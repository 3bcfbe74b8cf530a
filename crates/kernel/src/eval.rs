//! Position evaluation: material, piece-square tables, phase weighting,
//! check bonuses, center control, mobility, and the harder positional terms
//! (development, king safety, pawn structure) enabled at full strength.
//!
//! Also hosts `evaluate_move`, the cheap single-move heuristic the engines
//! use for move ordering; it is not a substitute for full evaluation.

use crate::Difficulty;
use crate::board::Position;
use crate::movegen::legal_moves_for;
use crate::types::*;

/// Material values in centipawns, indexed by `PieceKind::idx()`.
pub const PIECE_VALUES: [i32; 6] = [100, 320, 330, 500, 900, 20000];

pub fn piece_value(kind: PieceKind) -> i32 {
    PIECE_VALUES[kind.idx()]
}

pub const CHECK_BONUS: i32 = 50;
pub const CHECK_BONUS_HARD: i32 = 80;
const MOBILITY_WEIGHT: i32 = 2;

/// Opening: fewer than 10 half-moves played. Endgame: non-king material
/// below 3000 centipawns or fewer than 10 non-king pieces left. Everything
/// between is the middlegame.
#[derive(Clone, Copy, Debug, PartialEq, Eq)]
pub enum GamePhase {
    Opening,
    Middlegame,
    Endgame,
}

impl GamePhase {
    pub fn of(pos: &Position) -> GamePhase {
        if pos.halfmoves_played() < 10 {
            return GamePhase::Opening;
        }
        let mut total_value = 0i32;
        let mut piece_count = 0i32;
        for s in 0..64u8 {
            if let Some(pc) = pos.piece_at(s)
                && pc.kind != PieceKind::King
            {
                total_value += piece_value(pc.kind);
                piece_count += 1;
            }
        }
        if total_value < 3000 || piece_count < 10 {
            GamePhase::Endgame
        } else {
            GamePhase::Middlegame
        }
    }

    /// Positional-term multiplier, in tenths.
    fn positional_weight(self) -> i32 {
        match self {
            GamePhase::Opening => 12,
            GamePhase::Middlegame => 10,
            GamePhase::Endgame => 8,
        }
    }
}

// Piece-square tables, written from white's point of view with the far
// (promotion) rank first; `pst` mirrors them for black.
#[rustfmt::skip]
const PAWN_TABLE: [[i32; 8]; 8] = [
    [ 0,  0,  0,  0,  0,  0,  0,  0],
    [50, 50, 50, 50, 50, 50, 50, 50],
    [10, 10, 20, 30, 30, 20, 10, 10],
    [ 5,  5, 10, 25, 25, 10,  5,  5],
    [ 0,  0,  0, 20, 20,  0,  0,  0],
    [ 5, -5,-10,  0,  0,-10, -5,  5],
    [ 5, 10, 10,-20,-20, 10, 10,  5],
    [ 0,  0,  0,  0,  0,  0,  0,  0],
];

#[rustfmt::skip]
const KNIGHT_TABLE: [[i32; 8]; 8] = [
    [-50,-40,-30,-30,-30,-30,-40,-50],
    [-40,-20,  0,  0,  0,  0,-20,-40],
    [-30,  0, 10, 15, 15, 10,  0,-30],
    [-30,  5, 15, 20, 20, 15,  5,-30],
    [-30,  0, 15, 20, 20, 15,  0,-30],
    [-30,  5, 10, 15, 15, 10,  5,-30],
    [-40,-20,  0,  5,  5,  0,-20,-40],
    [-50,-40,-30,-30,-30,-30,-40,-50],
];

#[rustfmt::skip]
const BISHOP_TABLE: [[i32; 8]; 8] = [
    [-20,-10,-10,-10,-10,-10,-10,-20],
    [-10,  0,  0,  0,  0,  0,  0,-10],
    [-10,  0, 10, 10, 10, 10,  0,-10],
    [-10,  5,  5, 10, 10,  5,  5,-10],
    [-10,  0,  5, 10, 10,  5,  0,-10],
    [-10,  5,  5,  5,  5,  5,  5,-10],
    [-10,  0,  5,  0,  0,  5,  0,-10],
    [-20,-10,-10,-10,-10,-10,-10,-20],
];

#[rustfmt::skip]
const ROOK_TABLE: [[i32; 8]; 8] = [
    [ 0,  0,  0,  0,  0,  0,  0,  0],
    [ 5, 10, 10, 10, 10, 10, 10,  5],
    [-5,  0,  0,  0,  0,  0,  0, -5],
    [-5,  0,  0,  0,  0,  0,  0, -5],
    [-5,  0,  0,  0,  0,  0,  0, -5],
    [-5,  0,  0,  0,  0,  0,  0, -5],
    [-5,  0,  0,  0,  0,  0,  0, -5],
    [ 0,  0,  0,  5,  5,  0,  0,  0],
];

#[rustfmt::skip]
const QUEEN_TABLE: [[i32; 8]; 8] = [
    [-20,-10,-10, -5, -5,-10,-10,-20],
    [-10,  0,  0,  0,  0,  0,  0,-10],
    [-10,  0,  5,  5,  5,  5,  0,-10],
    [ -5,  0,  5,  5,  5,  5,  0, -5],
    [  0,  0,  5,  5,  5,  5,  0, -5],
    [-10,  5,  5,  5,  5,  5,  0,-10],
    [-10,  0,  5,  0,  0,  0,  0,-10],
    [-20,-10,-10, -5, -5,-10,-10,-20],
];

#[rustfmt::skip]
const KING_TABLE: [[i32; 8]; 8] = [
    [-30,-40,-40,-50,-50,-40,-40,-30],
    [-30,-40,-40,-50,-50,-40,-40,-30],
    [-30,-40,-40,-50,-50,-40,-40,-30],
    [-30,-40,-40,-50,-50,-40,-40,-30],
    [-20,-30,-30,-40,-40,-30,-30,-20],
    [-10,-20,-20,-20,-20,-20,-20,-10],
    [ 20, 20,  0,  0,  0,  0, 20, 20],
    [ 20, 30, 10,  0,  0, 10, 30, 20],
];

#[rustfmt::skip]
const KING_ENDGAME_TABLE: [[i32; 8]; 8] = [
    [-50,-40,-30,-20,-20,-30,-40,-50],
    [-30,-20,-10,  0,  0,-10,-20,-30],
    [-30,-10, 20, 30, 30, 20,-10,-30],
    [-30,-10, 30, 40, 40, 30,-10,-30],
    [-30,-10, 30, 40, 40, 30,-10,-30],
    [-30,-10, 20, 30, 30, 20,-10,-30],
    [-30,-30,  0,  0,  0,  0,-30,-30],
    [-50,-30,-30,-30,-30,-30,-30,-50],
];

fn base_table(kind: PieceKind) -> &'static [[i32; 8]; 8] {
    match kind {
        PieceKind::Pawn => &PAWN_TABLE,
        PieceKind::Knight => &KNIGHT_TABLE,
        PieceKind::Bishop => &BISHOP_TABLE,
        PieceKind::Rook => &ROOK_TABLE,
        PieceKind::Queen => &QUEEN_TABLE,
        PieceKind::King => &KING_TABLE,
    }
}

fn table_lookup(table: &[[i32; 8]; 8], color: Color, s: u8) -> i32 {
    let (row, col) = match color {
        Color::White => ((7 - rank_of(s)) as usize, file_of(s) as usize),
        Color::Black => (rank_of(s) as usize, (7 - file_of(s)) as usize),
    };
    table[row][col]
}

/// Piece-square value for a piece of `color` standing on `s`, with the
/// endgame king table substituted when the phase calls for it.
pub fn pst(kind: PieceKind, color: Color, s: u8, phase: GamePhase) -> i32 {
    let table = if kind == PieceKind::King && phase == GamePhase::Endgame {
        &KING_ENDGAME_TABLE
    } else {
        base_table(kind)
    };
    table_lookup(table, color, s)
}

const CENTER_SQUARES: [u8; 4] = [27, 28, 35, 36]; // d4 e4 d5 e5

/// Twice the Manhattan distance from the board center (3.5, 3.5).
fn center_distance_x2(s: u8) -> i32 {
    (7 - 2 * rank_of(s) as i32).abs() + (7 - 2 * file_of(s) as i32).abs()
}

/// Evaluate the position from `perspective`'s point of view. Positive is
/// good for `perspective`. The position is mutated transiently for the
/// mobility and center-control queries and restored before returning.
pub fn evaluate(pos: &mut Position, perspective: Color, difficulty: Difficulty) -> i32 {
    let phase = GamePhase::of(pos);
    let weight = phase.positional_weight();
    let opponent = perspective.other();
    let mut score = 0i32;

    for s in 0..64u8 {
        let Some(pc) = pos.piece_at(s) else { continue };
        let value = piece_value(pc.kind) + pst(pc.kind, pc.color, s, phase) * weight / 10;
        if pc.color == perspective {
            score += value;
        } else {
            score -= value;
        }
    }

    let check_bonus = if difficulty == Difficulty::Hard {
        CHECK_BONUS_HARD
    } else {
        CHECK_BONUS
    };
    if pos.in_check(opponent) {
        score += check_bonus;
    }
    if pos.in_check(perspective) {
        score -= check_bonus;
    }

    let mut own_moves = Vec::with_capacity(64);
    let mut opp_moves = Vec::with_capacity(64);
    legal_moves_for(pos, perspective, &mut own_moves);
    legal_moves_for(pos, opponent, &mut opp_moves);

    score += center_control(pos, perspective, &own_moves);
    score += (own_moves.len() as i32 - opp_moves.len() as i32) * MOBILITY_WEIGHT;

    if difficulty == Difficulty::Hard {
        score += development(pos, perspective, phase);
        score += king_safety(pos, perspective, phase);
        score += pawn_structure(pos, perspective);
    }

    score
}

/// Occupying a center square is worth 10; each own piece able to move onto
/// one is worth 5 per square.
fn center_control(pos: &Position, color: Color, own_moves: &[Move]) -> i32 {
    let mut control = 0;
    for &center in &CENTER_SQUARES {
        if let Some(pc) = pos.piece_at(center)
            && pc.color == color
        {
            control += 10;
        }
        let mut seen_from = [false; 64];
        for mv in own_moves {
            if mv.to == center && !seen_from[mv.from as usize] {
                seen_from[mv.from as usize] = true;
                control += 5;
            }
        }
    }
    control
}

/// Opening-only: minors still at home are a liability, minors off the back
/// rank and a completed castle are assets.
fn development(pos: &Position, color: Color, phase: GamePhase) -> i32 {
    if phase != GamePhase::Opening {
        return 0;
    }
    let mut score = 0;
    let home_rank: i8 = match color {
        Color::White => 0,
        Color::Black => 7,
    };

    for file in 1..7 {
        if let Some(s) = sq(file, home_rank)
            && let Some(pc) = pos.piece_at(s)
            && pc.color == color
            && matches!(pc.kind, PieceKind::Knight | PieceKind::Bishop)
        {
            score -= 10;
        }
    }

    for s in 0..64u8 {
        if let Some(pc) = pos.piece_at(s)
            && pc.color == color
            && matches!(pc.kind, PieceKind::Knight | PieceKind::Bishop)
            && rank_of(s) != home_rank
        {
            score += 5;
        }
    }

    let ksq = pos.king_sq(color);
    if rank_of(ksq) == home_rank && matches!(file_of(ksq), 2 | 6) {
        score += 30;
    }

    score
}

fn king_safety(pos: &Position, color: Color, phase: GamePhase) -> i32 {
    let mut score = 0;
    let ksq = pos.king_sq(color);
    let kf = file_of(ksq);
    let kr = rank_of(ksq);
    let enemy = color.other();

    let mut protecting = 0;
    let mut attacking = 0;
    for (df, dr) in crate::board::KING_DELTAS {
        let Some(s) = sq(kf + df, kr + dr) else {
            continue;
        };
        if let Some(pc) = pos.piece_at(s) {
            if pc.color == color {
                protecting += 1;
            } else {
                attacking += 1;
            }
        }
        if pos.is_square_attacked(s, enemy) {
            score -= 5;
        }
    }
    score += protecting * 5;
    score -= attacking * 8;

    let dist_x2 = center_distance_x2(ksq);
    if phase != GamePhase::Endgame {
        // Exposed central king before the endgame.
        if dist_x2 < 4 {
            score -= 20;
        }
    } else {
        score += (8 - dist_x2) * 5 / 2;
    }

    score
}

fn pawn_structure(pos: &Position, color: Color) -> i32 {
    let mut score = 0;
    let mut pawns_per_file = [0i32; 8];
    let mut advanced = [false; 8];
    let forward: i8 = match color {
        Color::White => 1,
        Color::Black => -1,
    };

    let own_pawn = |s: Option<u8>| {
        s.and_then(|s| pos.piece_at(s))
            .is_some_and(|pc| pc.kind == PieceKind::Pawn && pc.color == color)
    };

    for s in 0..64u8 {
        let Some(pc) = pos.piece_at(s) else { continue };
        if pc.kind != PieceKind::Pawn || pc.color != color {
            continue;
        }
        let f = file_of(s);
        let r = rank_of(s);
        pawns_per_file[f as usize] += 1;

        // Past the midline.
        let crossed = match color {
            Color::White => r > 3,
            Color::Black => r < 4,
        };
        if crossed {
            advanced[f as usize] = true;
            score += 5;
        }

        if own_pawn(sq(f - 1, r)) {
            score += 5;
        }
        if own_pawn(sq(f + 1, r)) {
            score += 5;
        }

        if let Some(front) = sq(f, r + forward)
            && pos.piece_at(front).is_some()
        {
            score -= 10;
        }
    }

    for f in 0..8usize {
        if pawns_per_file[f] == 0 {
            continue;
        }
        let isolated = (f == 0 || pawns_per_file[f - 1] == 0)
            && (f == 7 || pawns_per_file[f + 1] == 0);
        if isolated {
            score -= 10;
        }
        if pawns_per_file[f] > 1 {
            score -= (pawns_per_file[f] - 1) * 15;
        }
    }

    if advanced[3] || advanced[4] {
        score += 10;
    }

    score
}

/// The previous move actually played in the game, for the ping-pong
/// penalty at full strength.
#[derive(Clone, Copy, Debug)]
pub struct PrevMove {
    pub from: u8,
    pub to: u8,
    pub color: Color,
}

/// Cheap single-move heuristic for ordering and the easy strategy's greedy
/// pick. Simulates the move just long enough to ask the check questions,
/// then restores the position.
pub fn evaluate_move(
    pos: &mut Position,
    mv: Move,
    difficulty: Difficulty,
    prev: Option<PrevMove>,
) -> i32 {
    let Some(piece) = pos.piece_at(mv.from) else {
        tracing::error!(from = mv.from, "evaluate_move called with empty from-square");
        return 0;
    };
    let hard = difficulty == Difficulty::Hard;
    let phase = GamePhase::of(pos);
    let mut score = 0i32;

    let captured = match mv.kind {
        MoveKind::Capture => pos.piece_at(mv.to),
        MoveKind::EnPassant { capture_sq } => pos.piece_at(capture_sq),
        _ => None,
    };
    if let Some(victim) = captured {
        score += piece_value(victim.kind) * 10;
        if hard && piece_value(victim.kind) > piece_value(piece.kind) {
            score += (piece_value(victim.kind) - piece_value(piece.kind)) * 2;
        }
    }

    // Positional delta on the base tables, weighted 1.5x outside the
    // endgame.
    let table = base_table(piece.kind);
    let delta = table_lookup(table, piece.color, mv.to) - table_lookup(table, piece.color, mv.from);
    score += delta;
    if phase != GamePhase::Endgame {
        score += delta / 2;
    }

    if mv.promotion.is_some() && piece.kind == PieceKind::Pawn {
        score += piece_value(PieceKind::Queen) - piece_value(PieceKind::Pawn);
    }

    if matches!(mv.kind, MoveKind::Castle { .. }) {
        score += 30;
        if hard && phase == GamePhase::Opening {
            score += 20;
        }
    }

    let undo = pos.make_move(mv);
    if pos.in_check(piece.color) {
        score -= 100;
        if hard {
            score -= 50;
        }
    }
    if pos.in_check(piece.color.other()) {
        score += 50;
        if hard {
            score += 20;
        }
    }
    pos.unmake_move(mv, undo);

    if hard {
        let home_rank: i8 = match piece.color {
            Color::White => 0,
            Color::Black => 7,
        };
        if phase == GamePhase::Opening
            && matches!(piece.kind, PieceKind::Knight | PieceKind::Bishop)
            && rank_of(mv.from) == home_rank
            && rank_of(mv.to) != home_rank
        {
            score += 15;
        }

        if phase == GamePhase::Endgame && piece.kind == PieceKind::King {
            score += (8 - center_distance_x2(mv.to)) * 5 / 2;
        }

        // Moving straight back to where we came from last turn.
        if let Some(prev) = prev
            && prev.color == piece.color
            && prev.from == mv.to
            && prev.to == mv.from
        {
            score -= 30;
        }
    }

    score
}

#[cfg(test)]
#[path = "eval_tests.rs"]
mod eval_tests;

The task » Proceeding from the line containing "if own_pawn(sq(f +" through the line containing "let Some(piece) = pos.piece_at(mv.from)", transcribe the lines above exactly, both end lines included.

Output for this exercise »
        if own_pawn(sq(f + 1, r)) {
            score += 5;
        }

        if let Some(front) = sq(f, r + forward)
            && pos.piece_at(front).is_some()
        {
            score -= 10;
        }
    }

    for f in 0..8usize {
        if pawns_per_file[f] == 0 {
            continue;
        }
        let isolated = (f == 0 || pawns_per_file[f - 1] == 0)
            && (f == 7 || pawns_per_file[f + 1] == 0);
        if isolated {
            score -= 10;
        }
        if pawns_per_file[f] > 1 {
            score -= (pawns_per_file[f] - 1) * 15;
        }
    }

    if advanced[3] || advanced[4] {
        score += 10;
    }

    score
}

/// The previous move actually played in the game, for the ping-pong
/// penalty at full strength.
#[derive(Clone, Copy, Debug)]
pub struct PrevMove {
    pub from: u8,
    pub to: u8,
    pub color: Color,
}

/// Cheap single-move heuristic for ordering and the easy strategy's greedy
/// pick. Simulates the move just long enough to ask the check questions,
/// then restores the position.
pub fn evaluate_move(
    pos: &mut Position,
    mv: Move,
    difficulty: Difficulty,
    prev: Option<PrevMove>,
) -> i32 {
    let Some(piece) = pos.piece_at(mv.from) else {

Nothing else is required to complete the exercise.